Okadaic acid promotes epithelial-mesenchymal transition of hepatocellular carcinoma cells by inhibiting protein phosphatase 2A.

As a specific inhibitor of serine/threonine protein phosphatases, okadaic acid (OA) has been found to be a tumor promoter. However, whether OA plays a role in metastasis of hepatocellular carcinoma (HCC) has not been well elucidated. In this study, Hep3B and HepG2 cells were treated with different doses of OA and the cell viability was determined by CCK8 test. As a result, Hep3B and HepG2 cells showed no obvious cytotoxicity after OA treatment below 20 or 25 nM for 12 or 24 hours. However, wound healing, invasion, and migration abilities of HCC cells were significantly enhanced in the OA-treated groups than those of the control group (P < .05), measured by cell scratching and BD transwell assays.

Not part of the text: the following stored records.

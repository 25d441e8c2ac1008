//! High-level runner API for the bulk loader.
//!
//! This module provides a simplified public interface that encapsulates the
//! internal setup of run directories, coordinators and workers.
//!
//! This is the primary API for the CLI and for external users.

use anyhow::{Context, Result, bail};
use std::path::PathBuf;
use std::time::{Duration, Instant};
use tempfile::TempDir;
use tracing::warn;

use crate::config::{EXIT_INTERRUPTED, EXIT_WORKER_FAILED};
use crate::coordination::manifest::LocalManifestStorage;
use crate::coordination::{Coordinator, ImportConfigBuilder, ImportReport, SpawnMode, Worker};
use crate::dataset::DatasetDescriptor;

pub use crate::coordination::ImportStatus;
pub use crate::dataset::Dataset;
pub use crate::formats::DelimitedConfig;

/// Arguments for importing one dataset
#[derive(Debug, Clone)]
pub struct ImportArgs {
    pub dataset: Dataset,
    /// Files of the dataset, imported in order
    pub source_files: Vec<PathBuf>,
    pub database_url: String,
    /// Defaults to the number of CPU cores, and is never allowed above it
    pub worker_count: Option<usize>,
    /// Run workers as tasks instead of child processes
    pub in_process: bool,
    pub manifest_dir: Option<PathBuf>,
    /// Keep a temporary run directory even when the import succeeds
    pub keep_manifest: bool,
    pub dialect: DelimitedConfig,
    pub quiet: bool,
}

/// Outcome of one source file
#[derive(Debug)]
pub struct FileSummary {
    pub path: PathBuf,
    pub report: ImportReport,
}

/// Outcome of a dataset import
#[derive(Debug)]
pub struct ImportSummary {
    pub dataset: Dataset,
    /// Files attempted; the import stops at the first file that does not succeed
    pub files: Vec<FileSummary>,
    pub records_loaded: u64,
    pub records_skipped: u64,
    pub duration: Duration,
    /// Path to the preserved run directory (after a failure, or with keep_manifest)
    pub persisted_manifest_dir: Option<PathBuf>,
}

impl ImportSummary {
    /// Status of the last file attempted
    pub fn status(&self) -> ImportStatus {
        self.files
            .last()
            .map_or(ImportStatus::Succeeded, |f| f.report.status.clone())
    }

    pub fn exit_code(&self) -> u8 {
        match self.status() {
            ImportStatus::Succeeded => 0,
            ImportStatus::Failed { .. } => EXIT_WORKER_FAILED,
            ImportStatus::Interrupted => EXIT_INTERRUPTED,
        }
    }
}

/// Arguments for the hidden worker entry point
#[derive(Debug, Clone)]
pub struct WorkerArgs {
    pub manifest_dir: PathBuf,
    pub job_id: String,
    pub partition_id: u32,
    pub database_url: String,
}

/// Format `n` with a singular or plural unit: `1 line`, `2 lines`
pub fn plural(n: u64, unit: &str, units: &str) -> String {
    if n == 1 {
        format!("1 {}", unit)
    } else {
        format!("{} {}", n, units)
    }
}

/// Format a duration as `[<h>h][<m>m]<s.sss>s`, leaving out zero hours and minutes
pub fn format_duration(duration: Duration) -> String {
    let total = duration.as_secs();
    let hours = total / 3600;
    let minutes = (total % 3600) / 60;
    let seconds = (total % 60) as f64 + f64::from(duration.subsec_nanos()) / 1e9;

    let mut out = String::new();
    if hours != 0 {
        out.push_str(&format!("{}h", hours));
    }
    if minutes != 0 {
        out.push_str(&format!("{}m", minutes));
    }
    out.push_str(&format!("{:.3}s", seconds));
    out
}

fn available_cores() -> usize {
    std::thread::available_parallelism()
        .map(|n| n.get())
        .unwrap_or(1)
}

/// Worker count bounded by the number of CPU cores
fn resolve_worker_count(requested: Option<usize>, cores: usize) -> Result<usize> {
    match requested {
        None => Ok(cores),
        Some(0) => bail!("Worker count must be at least 1"),
        Some(n) if n > cores => {
            warn!(
                requested = n,
                cores, "Worker count exceeds available CPU cores; clamping"
            );
            Ok(cores)
        }
        Some(n) => Ok(n),
    }
}

/// Import every file of a dataset, in order
///
/// Every source file must exist before anything is imported. Files are
/// imported one at a time with a fresh partition plan and progress bar; the
/// import stops at the first file that fails or is interrupted. Rows committed
/// by earlier files, and by partitions of the failing file that committed
/// before the abort, stay in the database.
///
/// # Example
///
/// ```no_run
/// use bulk_loader::runner::{Dataset, DelimitedConfig, ImportArgs, run_import};
///
/// # async fn example() -> anyhow::Result<()> {
/// let args = ImportArgs {
///     dataset: Dataset::Weather,
///     source_files: vec!["datasets/weather.csv".into()],
///     database_url: "postgres://loader@localhost/nyc".to_string(),
///     worker_count: None,
///     in_process: false,
///     manifest_dir: None,
///     keep_manifest: false,
///     dialect: DelimitedConfig::csv(),
///     quiet: false,
/// };
///
/// let summary = run_import(args).await?;
/// println!("Loaded {} records", summary.records_loaded);
/// # Ok(())
/// # }
/// ```
pub async fn run_import(args: ImportArgs) -> Result<ImportSummary> {
    let descriptor = DatasetDescriptor::new(args.dataset, args.source_files.clone());

    for path in &descriptor.source_files {
        if !path.is_file() {
            bail!("Data file \"{}\" does not exist", path.display());
        }
    }

    let worker_count = resolve_worker_count(args.worker_count, available_cores())?;
    let spawn_mode = if args.in_process {
        SpawnMode::InProcess
    } else {
        SpawnMode::current_exe()?
    };

    // Set up manifest directory (use temp dir if not provided)
    let (mut temp_dir, manifest_dir_path) = if let Some(dir) = args.manifest_dir.clone() {
        (None, dir)
    } else {
        let temp_dir = TempDir::new().context("Failed to create run directory")?;
        let path = temp_dir.path().to_path_buf();
        (Some(temp_dir), path)
    };
    let coordinator = Coordinator::new(LocalManifestStorage::new(&manifest_dir_path));

    let say = |line: String| {
        if !args.quiet {
            println!("{}", line);
        }
    };

    say(format!("### Importing {} data ###", descriptor.name()));
    let total_start = Instant::now();
    let mut files = Vec::with_capacity(descriptor.source_files.len());
    let mut lines_processed = 0;

    for path in &descriptor.source_files {
        say(format!("+++ Parsing \"{}\" +++", path.display()));

        let config = ImportConfigBuilder::default()
            .dataset(descriptor.dataset)
            .source_path(path.clone())
            .database_url(args.database_url.clone())
            .worker_count(worker_count)
            .dialect(args.dialect.clone())
            .spawn_mode(spawn_mode.clone())
            .quiet(args.quiet)
            .build()?;
        let report = coordinator.run_import(&config).await?;
        let succeeded = report.succeeded();

        if succeeded {
            say(format!("+++ Finished parsing \"{}\" +++", path.display()));
            say(format!(
                "    (processed {} in {})",
                plural(report.total_records, "line", "lines"),
                format_duration(report.duration)
            ));
            lines_processed += report.total_records;
        }

        files.push(FileSummary {
            path: path.clone(),
            report,
        });
        if !succeeded {
            break;
        }
    }

    let duration = total_start.elapsed();
    let records_loaded = files.iter().map(|f| f.report.records_loaded).sum();
    let records_skipped = files.iter().map(|f| f.report.records_skipped).sum();
    let all_succeeded = files.iter().all(|f| f.report.succeeded());

    if all_succeeded {
        say(format!("### Finished importing {} data ###", descriptor.name()));
        say(format!(
            "    (processed {} from {} in {})",
            plural(lines_processed, "line", "lines"),
            plural(files.len() as u64, "file", "files"),
            format_duration(duration)
        ));
    }

    // Keep the run directory for inspection when something went wrong
    let persisted_manifest_dir = match temp_dir.take() {
        Some(temp) if !all_succeeded || args.keep_manifest => Some(temp.keep()),
        Some(_) => None,
        None if !all_succeeded => Some(manifest_dir_path),
        None => None,
    };

    Ok(ImportSummary {
        dataset: descriptor.dataset,
        files,
        records_loaded,
        records_skipped,
        duration,
        persisted_manifest_dir,
    })
}

/// Load one partition as a child worker process
pub async fn run_worker(args: WorkerArgs) -> Result<()> {
    let worker = Worker::new(
        LocalManifestStorage::new(args.manifest_dir),
        args.job_id,
        args.database_url,
    );
    worker.run(args.partition_id, None).await?;
    Ok(())
}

Moreover, we found that the expression of epithelial-mesenchymal transition (EMT)-related key factors was changed upon OA treatment in a dose-dependent manner. In addition, the activity of protein phosphatase 2A (PP2A) in OA-treated cells was also decreased significantly compared with the control cells (P < .05). Interfering of PP2A subunit A or C caused a similar expression change of EMT-related key factors as the OA treatment in HCC cells. Our results suggest that OA promotes the EMT process of HCC cells by inhibiting the activity of PP2A.